Following that, Carl continued to write more and more country songs, and soon the songs started to accumulate and before long he found himself with a batch of material. When an old manager called up one day and asked what he’d been up to, Carl sent him a bunch of country songs. He called back immediately. “Hey, you gotta put these songs out there!”
“Well, I’d kind of enjoyed being off the radar,” said Bell, “and was not particularly interested, but after years of trying to convince me, I finally said yes.” The result is this first album, Tennessee Fuel. An album that Bell not only performed all the music and vocals, he also produced, arranged, engineered, and even mixed. “I’ve been recording my own demos for a long time and to be able to do a complete project in-house, with just myself and the gear was especially rewarding. I had a drummer come in and replace my drum programming, but other than that, the rest was on me.
The album will be the second release in twenty years for Bell’s label, Moon Chair Media, which also released Fuel’s Porcelain EP and contained the hit song "Shimmer." That album was at the beginning of a nice career arc, one that Bell hopes to continue with Tennessee Fuel.

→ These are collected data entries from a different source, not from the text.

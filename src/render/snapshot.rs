// SPDX-License-Identifier: GPL-3.0-only

//! Snapshot request flag and framebuffer readback

use crate::errors::GpuResult;
use crate::gpu::{DrawableSurface, RgbaFrame, Viewport};
use std::path::PathBuf;
use std::sync::Mutex;
use std::sync::atomic::{AtomicBool, Ordering};

/// Receives snapshot pixels and owns encoding and I/O
pub trait PersistenceSink: Send + Sync {
    /// `frame` is RGBA, top row first
    fn persist(&self, frame: RgbaFrame, path: PathBuf);
}

/// One-shot "take a picture" flag, settable from any thread
///
/// A request made while another is pending replaces its path.
#[derive(Debug, Default)]
pub struct SnapshotRequest {
    pending: AtomicBool,
    path: Mutex<Option<PathBuf>>,
}

impl SnapshotRequest {
    pub fn new() -> Self {
        Self::default()
    }

    pub fn request(&self, path: PathBuf) {
        *self.path.lock().unwrap_or_else(|e| e.into_inner()) = Some(path);
        self.pending.store(true, Ordering::Release);
    }

    pub fn is_pending(&self) -> bool {
        self.pending.load(Ordering::Acquire)
    }

    /// Clear the flag, returning the requested path if one was pending
    pub fn take(&self) -> Option<PathBuf> {
        if !self.pending.swap(false, Ordering::AcqRel) {
            return None;
        }
        self.path.lock().unwrap_or_else(|e| e.into_inner()).take()
    }
}

/// Read the whole surface back as RGBA with the top row first
pub fn capture(surface: &DrawableSurface) -> GpuResult<RgbaFrame> {
    let readback = surface.read_pixels(Viewport::full(surface.width(), surface.height()))?;
    Ok(readback.into_rgba_top_left())
}

#[cfg(test)]
mod tests {
    use super::*;
    use crate::gpu::{PixelOrder, Readback, RowOrigin};

    #[test]
    fn test_request_is_one_shot() {
        let request = SnapshotRequest::new();
        assert!(request.take().is_none());
        request.request(PathBuf::from("/tmp/a.png"));
        assert!(request.is_pending());
        assert_eq!(request.take(), Some(PathBuf::from("/tmp/a.png")));
        assert!(request.take().is_none());
    }

    #[test]
    fn test_readback_flip_and_reorder() {
        // 1x2 BGRA, bottom row first: bottom is blue, top is red
        let readback = Readback {
            width: 1,
            height: 2,
            order: PixelOrder::Bgra,
            origin: RowOrigin::BottomLeft,
            data: vec![255, 0, 0, 255, 0, 0, 255, 255],
        };
        let frame = readback.into_rgba_top_left();
        assert_eq!(frame.data, vec![255, 0, 0, 255, 0, 0, 255, 255]);
    }

    #[test]
    fn test_top_left_rgba_is_untouched() {
        let data = vec![1, 2, 3, 4, 5, 6, 7, 8];
        let readback = Readback {
            width: 2,
            height: 1,
            order: PixelOrder::Rgba,
            origin: RowOrigin::TopLeft,
            data: data.clone(),
        };
        assert_eq!(readback.into_rgba_top_left().data, data);
    }
}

“When a friend heard about the project he called me up and said, jokingly, ‘Man, it’s your birthright to do a country record! It’s in your DNA!’ Well, I don’t know about that, but the country life is certainly one I’m intimately familiar with, and this has been a lot of fun.”
So with this new album Tennessee Fuel, Carl is definitely stepping out of the old box. But with his past history and his country roots, it all feels like a very natural progression. And if there is one thing that has always been a constant in his life, it’s been music. So perhaps, if we forget all the genres and just think of this all under another category, it somehow all remains neat and organized, only in a much, much larger box. A box we all just simply call … music. Something we all embrace and enjoy.